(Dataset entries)
──────
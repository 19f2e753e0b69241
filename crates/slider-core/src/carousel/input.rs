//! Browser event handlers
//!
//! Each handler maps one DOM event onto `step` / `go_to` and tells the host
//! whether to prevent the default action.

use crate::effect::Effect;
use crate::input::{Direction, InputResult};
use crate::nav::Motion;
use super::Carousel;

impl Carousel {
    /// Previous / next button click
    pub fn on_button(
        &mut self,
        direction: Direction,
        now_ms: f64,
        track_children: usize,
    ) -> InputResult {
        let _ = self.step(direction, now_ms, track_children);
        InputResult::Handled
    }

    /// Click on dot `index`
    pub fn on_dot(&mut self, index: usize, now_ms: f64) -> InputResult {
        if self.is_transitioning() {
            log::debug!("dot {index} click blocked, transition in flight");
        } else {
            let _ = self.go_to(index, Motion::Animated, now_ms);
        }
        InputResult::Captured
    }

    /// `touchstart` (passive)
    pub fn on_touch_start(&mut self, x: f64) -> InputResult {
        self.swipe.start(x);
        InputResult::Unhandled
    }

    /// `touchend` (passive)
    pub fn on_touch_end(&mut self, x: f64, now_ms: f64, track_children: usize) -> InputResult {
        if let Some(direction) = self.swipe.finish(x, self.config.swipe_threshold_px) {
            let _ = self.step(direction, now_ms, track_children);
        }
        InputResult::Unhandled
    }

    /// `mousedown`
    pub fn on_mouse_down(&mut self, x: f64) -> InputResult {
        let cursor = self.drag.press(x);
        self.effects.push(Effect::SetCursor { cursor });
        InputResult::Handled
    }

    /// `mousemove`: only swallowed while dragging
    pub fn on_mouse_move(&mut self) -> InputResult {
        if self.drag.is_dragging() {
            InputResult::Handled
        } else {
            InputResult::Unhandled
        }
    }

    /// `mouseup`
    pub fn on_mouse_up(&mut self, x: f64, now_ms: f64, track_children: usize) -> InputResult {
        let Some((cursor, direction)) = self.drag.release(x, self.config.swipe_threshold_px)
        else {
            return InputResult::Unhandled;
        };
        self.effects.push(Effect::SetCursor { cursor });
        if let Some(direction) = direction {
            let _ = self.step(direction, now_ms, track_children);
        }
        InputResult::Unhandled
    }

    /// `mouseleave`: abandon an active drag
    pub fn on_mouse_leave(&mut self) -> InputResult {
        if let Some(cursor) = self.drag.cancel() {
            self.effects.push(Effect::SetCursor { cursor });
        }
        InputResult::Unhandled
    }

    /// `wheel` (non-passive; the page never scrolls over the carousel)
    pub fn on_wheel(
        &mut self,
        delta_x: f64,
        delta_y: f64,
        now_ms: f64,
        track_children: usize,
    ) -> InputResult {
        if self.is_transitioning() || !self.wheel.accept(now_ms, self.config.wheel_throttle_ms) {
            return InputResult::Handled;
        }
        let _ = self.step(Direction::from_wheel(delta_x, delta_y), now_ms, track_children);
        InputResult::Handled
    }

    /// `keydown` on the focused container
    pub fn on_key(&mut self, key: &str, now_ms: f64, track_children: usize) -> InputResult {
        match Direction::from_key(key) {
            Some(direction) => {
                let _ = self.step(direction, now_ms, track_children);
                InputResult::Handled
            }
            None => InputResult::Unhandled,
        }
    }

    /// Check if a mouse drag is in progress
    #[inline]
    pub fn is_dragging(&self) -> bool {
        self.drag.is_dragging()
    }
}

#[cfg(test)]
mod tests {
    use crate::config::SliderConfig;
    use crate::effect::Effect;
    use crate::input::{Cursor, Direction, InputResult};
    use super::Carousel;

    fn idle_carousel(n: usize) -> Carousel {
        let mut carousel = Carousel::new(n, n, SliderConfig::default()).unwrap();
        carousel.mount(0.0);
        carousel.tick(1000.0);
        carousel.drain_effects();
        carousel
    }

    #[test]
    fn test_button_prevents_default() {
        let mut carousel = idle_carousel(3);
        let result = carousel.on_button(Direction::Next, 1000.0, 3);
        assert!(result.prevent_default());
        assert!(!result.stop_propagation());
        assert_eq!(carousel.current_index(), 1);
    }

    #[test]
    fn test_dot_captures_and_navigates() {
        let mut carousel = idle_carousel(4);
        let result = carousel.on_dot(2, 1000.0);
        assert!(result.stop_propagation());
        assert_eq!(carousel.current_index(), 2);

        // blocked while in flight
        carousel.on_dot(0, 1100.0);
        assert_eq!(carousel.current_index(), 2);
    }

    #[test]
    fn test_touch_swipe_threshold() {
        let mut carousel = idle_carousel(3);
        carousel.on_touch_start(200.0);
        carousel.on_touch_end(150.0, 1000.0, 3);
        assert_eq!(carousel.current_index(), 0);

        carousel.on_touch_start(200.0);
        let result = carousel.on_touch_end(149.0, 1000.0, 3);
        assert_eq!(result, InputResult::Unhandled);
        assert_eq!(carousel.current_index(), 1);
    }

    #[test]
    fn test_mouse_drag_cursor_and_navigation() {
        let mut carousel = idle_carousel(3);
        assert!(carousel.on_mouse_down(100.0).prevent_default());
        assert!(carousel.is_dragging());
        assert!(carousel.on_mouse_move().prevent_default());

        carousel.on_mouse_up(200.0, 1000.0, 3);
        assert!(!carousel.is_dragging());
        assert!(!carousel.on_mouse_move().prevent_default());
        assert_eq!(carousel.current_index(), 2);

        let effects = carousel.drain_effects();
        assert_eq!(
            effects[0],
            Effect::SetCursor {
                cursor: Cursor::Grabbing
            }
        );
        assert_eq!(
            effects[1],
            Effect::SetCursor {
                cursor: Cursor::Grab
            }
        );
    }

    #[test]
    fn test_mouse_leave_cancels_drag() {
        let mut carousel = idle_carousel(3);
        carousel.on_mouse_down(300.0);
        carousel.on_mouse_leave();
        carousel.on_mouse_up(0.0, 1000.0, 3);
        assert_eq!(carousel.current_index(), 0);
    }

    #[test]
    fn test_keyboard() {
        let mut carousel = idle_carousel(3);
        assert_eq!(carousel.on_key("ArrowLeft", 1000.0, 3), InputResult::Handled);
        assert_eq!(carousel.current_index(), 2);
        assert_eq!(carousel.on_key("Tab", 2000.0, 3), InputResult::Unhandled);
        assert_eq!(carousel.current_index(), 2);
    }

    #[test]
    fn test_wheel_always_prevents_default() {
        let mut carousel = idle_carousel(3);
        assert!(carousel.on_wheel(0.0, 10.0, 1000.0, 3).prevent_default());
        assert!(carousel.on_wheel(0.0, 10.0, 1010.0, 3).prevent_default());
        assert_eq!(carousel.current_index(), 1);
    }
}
──────
__Your instructions__:
Would you restate the entries word for word, omitting none?

__Answer for this exercise__:
repository 19f2e753e0b69241
filename crates/slider-core/src/carousel/input.rs
//! Browser event handlers
//!
//! Each handler maps one DOM event onto `step` / `go_to` and tells the host
//! whether to prevent the default action.

use crate::effect::Effect;
use crate::input::{Direction, InputResult};
use crate::nav::Motion;
use super::Carousel;

impl Carousel {
    /// Previous / next button click
    pub fn on_button(
        &mut self,
        direction: Direction,
        now_ms: f64,
        track_children: usize,
    ) -> InputResult {
        let _ = self.step(direction, now_ms, track_children);
        InputResult::Handled
    }

    /// Click on dot `index`
    pub fn on_dot(&mut self, index: usize, now_ms: f64) -> InputResult {
        if self.is_transitioning() {
            log::debug!("dot {index} click blocked, transition in flight");
        } else {
            let _ = self.go_to(index, Motion::Animated, now_ms);
        }
        InputResult::Captured
    }

    /// `touchstart` (passive)
    pub fn on_touch_start(&mut self, x: f64) -> InputResult {
        self.swipe.start(x);
        InputResult::Unhandled
    }

    /// `touchend` (passive)
    pub fn on_touch_end(&mut self, x: f64, now_ms: f64, track_children: usize) -> InputResult {
        if let Some(direction) = self.swipe.finish(x, self.config.swipe_threshold_px) {
            let _ = self.step(direction, now_ms, track_children);
        }
        InputResult::Unhandled
    }

    /// `mousedown`
    pub fn on_mouse_down(&mut self, x: f64) -> InputResult {
        let cursor = self.drag.press(x);
        self.effects.push(Effect::SetCursor { cursor });
        InputResult::Handled
    }

    /// `mousemove`: only swallowed while dragging
    pub fn on_mouse_move(&mut self) -> InputResult {
        if self.drag.is_dragging() {
            InputResult::Handled
        } else {
            InputResult::Unhandled
        }
    }

    /// `mouseup`
    pub fn on_mouse_up(&mut self, x: f64, now_ms: f64, track_children: usize) -> InputResult {
        let Some((cursor, direction)) = self.drag.release(x, self.config.swipe_threshold_px)
        else {
            return InputResult::Unhandled;
        };
        self.effects.push(Effect::SetCursor { cursor });
        if let Some(direction) = direction {
            let _ = self.step(direction, now_ms, track_children);
        }
        InputResult::Unhandled
    }

    /// `mouseleave`: abandon an active drag
    pub fn on_mouse_leave(&mut self) -> InputResult {
        if let Some(cursor) = self.drag.cancel() {
            self.effects.push(Effect::SetCursor { cursor });
        }
        InputResult::Unhandled
    }

    /// `wheel` (non-passive; the page never scrolls over the carousel)
    pub fn on_wheel(
        &mut self,
        delta_x: f64,
        delta_y: f64,
        now_ms: f64,
        track_children: usize,
    ) -> InputResult {
        if self.is_transitioning() || !self.wheel.accept(now_ms, self.config.wheel_throttle_ms) {
            return InputResult::Handled;
        }
        let _ = self.step(Direction::from_wheel(delta_x, delta_y), now_ms, track_children);
        InputResult::Handled
    }

    /// `keydown` on the focused container
    pub fn on_key(&mut self, key: &str, now_ms: f64, track_children: usize) -> InputResult {
        match Direction::from_key(key) {
            Some(direction) => {
                let _ = self.step(direction, now_ms, track_children);
                InputResult::Handled
            }
            None => InputResult::Unhandled,
        }
    }

    /// Check if a mouse drag is in progress
    #[inline]
    pub fn is_dragging(&self) -> bool {
        self.drag.is_dragging()
    }
}

#[cfg(test)]
mod tests {
    use crate::config::SliderConfig;
    use crate::effect::Effect;
    use crate::input::{Cursor, Direction, InputResult};
    use super::Carousel;

    fn idle_carousel(n: usize) -> Carousel {
        let mut carousel = Carousel::new(n, n, SliderConfig::default()).unwrap();
        carousel.mount(0.0);
        carousel.tick(1000.0);
        carousel.drain_effects();
        carousel
    }

    #[test]
    fn test_button_prevents_default() {
        let mut carousel = idle_carousel(3);
        let result = carousel.on_button(Direction::Next, 1000.0, 3);
        assert!(result.prevent_default());
        assert!(!result.stop_propagation());
        assert_eq!(carousel.current_index(), 1);
    }

    #[test]
    fn test_dot_captures_and_navigates() {
        let mut carousel = idle_carousel(4);
        let result = carousel.on_dot(2, 1000.0);
        assert!(result.stop_propagation());
        assert_eq!(carousel.current_index(), 2);

        // blocked while in flight
        carousel.on_dot(0, 1100.0);
        assert_eq!(carousel.current_index(), 2);
    }

    #[test]
    fn test_touch_swipe_threshold() {
        let mut carousel = idle_carousel(3);
        carousel.on_touch_start(200.0);
        carousel.on_touch_end(150.0, 1000.0, 3);
        assert_eq!(carousel.current_index(), 0);

        carousel.on_touch_start(200.0);
        let result = carousel.on_touch_end(149.0, 1000.0, 3);
        assert_eq!(result, InputResult::Unhandled);
        assert_eq!(carousel.current_index(), 1);
    }

    #[test]
    fn test_mouse_drag_cursor_and_navigation() {
        let mut carousel = idle_carousel(3);
        assert!(carousel.on_mouse_down(100.0).prevent_default());
        assert!(carousel.is_dragging());
        assert!(carousel.on_mouse_move().prevent_default());

        carousel.on_mouse_up(200.0, 1000.0, 3);
        assert!(!carousel.is_dragging());
        assert!(!carousel.on_mouse_move().prevent_default());
        assert_eq!(carousel.current_index(), 2);

        let effects = carousel.drain_effects();
        assert_eq!(
            effects[0],
            Effect::SetCursor {
                cursor: Cursor::Grabbing
            }
        );
        assert_eq!(
            effects[1],
            Effect::SetCursor {
                cursor: Cursor::Grab
            }
        );
    }

    #[test]
    fn test_mouse_leave_cancels_drag() {
        let mut carousel = idle_carousel(3);
        carousel.on_mouse_down(300.0);
        carousel.on_mouse_leave();
        carousel.on_mouse_up(0.0, 1000.0, 3);
        assert_eq!(carousel.current_index(), 0);
    }

    #[test]
    fn test_keyboard() {
        let mut carousel = idle_carousel(3);
        assert_eq!(carousel.on_key("ArrowLeft", 1000.0, 3), InputResult::Handled);
        assert_eq!(carousel.current_index(), 2);
        assert_eq!(carousel.on_key("Tab", 2000.0, 3), InputResult::Unhandled);
        assert_eq!(carousel.current_index(), 2);
    }

    #[test]
    fn test_wheel_always_prevents_default() {
        let mut carousel = idle_carousel(3);
        assert!(carousel.on_wheel(0.0, 10.0, 1000.0, 3).prevent_default());
        assert!(carousel.on_wheel(0.0, 10.0, 1010.0, 3).prevent_default());
        assert_eq!(carousel.current_index(), 1);
    }
}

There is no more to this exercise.